We have developed a method for performing in vitro drug testing on primary human tumor explants which is a variant of the human tumor stem cell assay (HTSCA) described previously by Salmon et al. (N. Engl. J. Med. 298: 1321, 1978). The method utilizes a cell-containing liquid top layer and a soft-agar bottom layer. Tumor growth is measured by [3H]thymidine incorporation into material precipitable by 5% trichloroacetate. Results show linear correlations with number of cells plated and with a number of colonies per plate measured using the HTSCA, when cell aliquots from one sample are used.

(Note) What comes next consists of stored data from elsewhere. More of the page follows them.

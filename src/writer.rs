/*!
 * WiX document writer
 *
 * The preamble and postamble are fixed template text with the product
 * identity filled in. Between them the writer acts as the markup sink for the
 * reconciler, so directories and components are written as the walk goes.
 */

use std::io::Write;

use quick_xml::events::{BytesDecl, BytesEnd, BytesPI, BytesStart, Event};
use quick_xml::Writer;

use crate::config::LICENSE_FILE;
use crate::error::Result;
use crate::reconciler::MarkupSink;
use crate::types::{ContainerFrame, LeafRecord, ProductInfo};

/// Component pre-registered for the primary executable
pub const MAIN_COMPONENT_ID: &str = "MainExecutable";

/// Component owning the program menu folder
pub const MENU_COMPONENT_ID: &str = "ProgramMenuDir";

/// Directory the build root is installed into
pub const ROOT_CONTAINER_ID: &str = "INSTALLDIR";

/// Depth of the root container element: Wix, Product, TARGETDIR,
/// ProgramFilesFolder and the manufacturer folder enclose it
pub const ROOT_DEPTH: usize = 5;

const WIX_NAMESPACE: &str = "http://schemas.microsoft.com/wix/2006/wi";
const FULL_NAME_VAR: &str = "$(var.FullAppName)";

/// Turn arbitrary text into a valid WiX identifier
///
/// Identifiers may only hold ASCII letters, digits, underscores and periods,
/// and must not start with a digit or period.
pub fn wix_id(text: &str) -> String {
    let mut id: String = text
        .chars()
        .map(|c| {
            if c.is_ascii_alphanumeric() || c == '_' || c == '.' {
                c
            } else {
                '_'
            }
        })
        .collect();
    if !id.starts_with(|c: char| c.is_ascii_alphabetic() || c == '_') {
        id.insert(0, '_');
    }
    id
}

/// Ordered component references for the feature section
///
/// The primary executable comes first, then every traversed component, then
/// the program menu component.
pub fn manifest_entries(ledger: &[String]) -> Vec<String> {
    let mut entries = Vec::with_capacity(ledger.len() + 2);
    entries.push(MAIN_COMPONENT_ID.to_string());
    entries.extend(ledger.iter().cloned());
    entries.push(MENU_COMPONENT_ID.to_string());
    entries
}

/// Writer for a WiX installer source document
pub struct WixWriter<W: Write> {
    writer: Writer<W>,
    product: ProductInfo,
}

impl<W: Write> WixWriter<W> {
    /// Create a new WiX writer indenting with four spaces
    pub fn new(inner: W, product: ProductInfo) -> Self {
        Self {
            writer: Writer::new_with_indent(inner, b' ', 4),
            product,
        }
    }

    /// The container the preamble leaves open for the build root
    pub fn root_frame(&self) -> ContainerFrame {
        ContainerFrame {
            index: 0,
            id: ROOT_CONTAINER_ID.to_string(),
            name: FULL_NAME_VAR.to_string(),
            depth: ROOT_DEPTH,
        }
    }

    /// Write everything up to and including the primary executable component
    pub fn write_preamble(&mut self) -> Result<()> {
        let product = self.product.clone();
        let app_name = product.app_name.as_str();
        let icon = product.icon_name();

        self.writer
            .write_event(Event::Decl(BytesDecl::new("1.0", Some("utf-8"), None)))?;
        self.start("Wix", &[("xmlns", WIX_NAMESPACE)])?;

        self.define("AppName", app_name)?;
        self.define("AppVersion", &product.app_version)?;
        self.define("FullAppName", "$(var.AppName) $(var.AppVersion)")?;
        self.define("BuildDir", &product.build_dir)?;

        self.start(
            "Product",
            &[
                ("Name", FULL_NAME_VAR),
                ("Manufacturer", &product.manufacturer),
                ("Id", &product.product_id),
                ("UpgradeCode", &product.upgrade_code),
                ("Language", "1033"),
                ("Codepage", "1252"),
                ("Version", "$(var.AppVersion)"),
            ],
        )?;
        let comments = format!(
            "comment like \"{} is a registered trademark of {}\"",
            app_name, product.manufacturer
        );
        self.empty(
            "Package",
            &[
                ("Id", "*"),
                ("Keywords", "Installer"),
                ("Description", "$(var.FullAppName) Installer"),
                ("Comments", &comments),
                ("Manufacturer", &product.manufacturer),
                ("InstallerVersion", "100"),
                ("Languages", "1033"),
                ("Compressed", "yes"),
                ("SummaryCodepage", "1252"),
            ],
        )?;
        let cabinet = format!("{}.cab", wix_id(app_name));
        self.empty(
            "Media",
            &[("Id", "1"), ("Cabinet", &cabinet), ("EmbedCab", "yes")],
        )?;
        self.empty(
            "Property",
            &[("Id", "WIXUI_INSTALLDIR"), ("Value", ROOT_CONTAINER_ID)],
        )?;
        self.empty("UIRef", &[("Id", "WixUI_InstallDir")])?;
        self.empty("UIRef", &[("Id", "WixUI_ErrorProgressText")])?;
        self.empty(
            "WixVariable",
            &[("Id", "WixUILicenseRtf"), ("Value", LICENSE_FILE)],
        )?;

        self.start("Directory", &[("Id", "TARGETDIR"), ("Name", "SourceDir")])?;
        self.start("Directory", &[("Id", "ProgramFilesFolder")])?;
        self.start(
            "Directory",
            &[
                ("Id", &wix_id(&product.manufacturer)),
                ("Name", &product.manufacturer),
            ],
        )?;
        self.start(
            "Directory",
            &[("Id", ROOT_CONTAINER_ID), ("Name", FULL_NAME_VAR)],
        )?;

        self.start(
            "Component",
            &[
                ("Id", MAIN_COMPONENT_ID),
                ("Guid", &product.main_component_guid),
            ],
        )?;
        let main_source = format!("$(var.BuildDir)/{}", product.main_executable);
        self.start(
            "File",
            &[
                ("Id", &wix_id(&product.main_executable)),
                ("Source", &main_source),
                ("KeyPath", "yes"),
            ],
        )?;
        for (prefix, folder) in [("startmenu", "ProgramMenuDir"), ("desktop", "DesktopFolder")] {
            let id = wix_id(&format!("{}_{}", prefix, app_name));
            self.empty(
                "Shortcut",
                &[
                    ("Id", &id),
                    ("Directory", folder),
                    ("Name", FULL_NAME_VAR),
                    ("WorkingDirectory", ROOT_CONTAINER_ID),
                    ("Icon", &icon),
                    ("IconIndex", "0"),
                    ("Advertise", "yes"),
                ],
            )?;
        }
        self.end("File")?;
        self.end("Component")?;

        Ok(())
    }

    /// Write the remaining skeleton and the feature listing `ledger`
    ///
    /// Expects the root container to be closed already.
    pub fn write_postamble(&mut self, ledger: &[String]) -> Result<()> {
        let product = self.product.clone();
        let icon = product.icon_name();

        // manufacturer folder, ProgramFilesFolder
        self.end("Directory")?;
        self.end("Directory")?;

        self.start(
            "Directory",
            &[("Id", "ProgramMenuFolder"), ("Name", "Programs")],
        )?;
        self.start(
            "Directory",
            &[("Id", MENU_COMPONENT_ID), ("Name", FULL_NAME_VAR)],
        )?;
        self.start(
            "Component",
            &[
                ("Id", MENU_COMPONENT_ID),
                ("Guid", &product.menu_component_guid),
            ],
        )?;
        self.empty(
            "RemoveFolder",
            &[("Id", MENU_COMPONENT_ID), ("On", "uninstall")],
        )?;
        self.empty(
            "RegistryValue",
            &[
                ("Root", "HKCU"),
                ("Key", "Software\\[Manufacturer]\\[ProductName]"),
                ("Type", "string"),
                ("Value", ""),
                ("KeyPath", "yes"),
            ],
        )?;
        self.end("Component")?;
        self.end("Directory")?;
        self.end("Directory")?;
        self.empty(
            "Directory",
            &[("Id", "DesktopFolder"), ("Name", "Desktop")],
        )?;
        // TARGETDIR
        self.end("Directory")?;

        self.start(
            "Feature",
            &[
                ("Id", "Complete"),
                ("Title", FULL_NAME_VAR),
                ("Description", "The complete package."),
                ("Display", "expand"),
                ("Level", "1"),
                ("ConfigurableDirectory", ROOT_CONTAINER_ID),
            ],
        )?;
        for id in manifest_entries(ledger) {
            self.empty("ComponentRef", &[("Id", &id)])?;
        }
        self.end("Feature")?;

        self.empty("Icon", &[("Id", &icon), ("SourceFile", &icon)])?;
        self.end("Product")?;
        self.end("Wix")?;

        self.writer.get_mut().write_all(b"\n")?;
        Ok(())
    }

    /// Flush and return the underlying writer
    pub fn finish(mut self) -> Result<W> {
        self.writer.get_mut().flush()?;
        Ok(self.writer.into_inner())
    }

    fn define(&mut self, name: &str, value: &str) -> Result<()> {
        let content = format!("define {} = \"{}\"", name, value);
        self.writer.write_event(Event::PI(BytesPI::new(content)))?;
        Ok(())
    }

    fn start(&mut self, name: &str, attributes: &[(&str, &str)]) -> Result<()> {
        let tag = BytesStart::new(name).with_attributes(attributes.iter().copied());
        self.writer.write_event(Event::Start(tag))?;
        Ok(())
    }

    fn empty(&mut self, name: &str, attributes: &[(&str, &str)]) -> Result<()> {
        let tag = BytesStart::new(name).with_attributes(attributes.iter().copied());
        self.writer.write_event(Event::Empty(tag))?;
        Ok(())
    }

    fn end(&mut self, name: &str) -> Result<()> {
        self.writer.write_event(Event::End(BytesEnd::new(name)))?;
        Ok(())
    }
}

impl<W: Write> MarkupSink for WixWriter<W> {
    fn open_container(&mut self, frame: &ContainerFrame) -> Result<()> {
        self.start("Directory", &[("Id", &frame.id), ("Name", &frame.name)])
    }

    fn close_container(&mut self, _frame: &ContainerFrame) -> Result<()> {
        self.end("Directory")
    }

    fn leaf(&mut self, record: &LeafRecord) -> Result<()> {
        self.start(
            "Component",
            &[
                ("Id", &record.component_id),
                ("Guid", &record.instance_token),
            ],
        )?;
        self.empty(
            "File",
            &[
                ("Id", &record.component_id),
                ("Source", &record.source),
                ("KeyPath", "yes"),
                ("Checksum", "yes"),
            ],
        )?;
        self.end("Component")
    }
}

In vitro drug sensitivity, as determined by inhibition of [3H]thymidine incorporation, correlates with HTSCA results in 54 of 61 determinations (89%). Of 22 experiments in which drug sensitivity curves were compared, 21 (95%) were similar in both systems. The [3H]thymidine method yields results more quickly (5 days after samples are plated) and with smaller variances than those measurements obtained using the HTSCA. Normal human skin muscle, lung, and colon tissue and a human fibroblast cell line do not incorporate significant amounts of [3H]thymidine into trichloroacetic acid-precipitable material. Thus, normal cell components plated in tumor samples do not interfere with assay results. Standard scintillation counting is used; optical counting, either visual or automated, is not required. Therefore, the measurement of in vitro drug sensitivity by inhibition of incorporation of radiolabeled precursors deserves further evaluation as a predictor of in vitro response.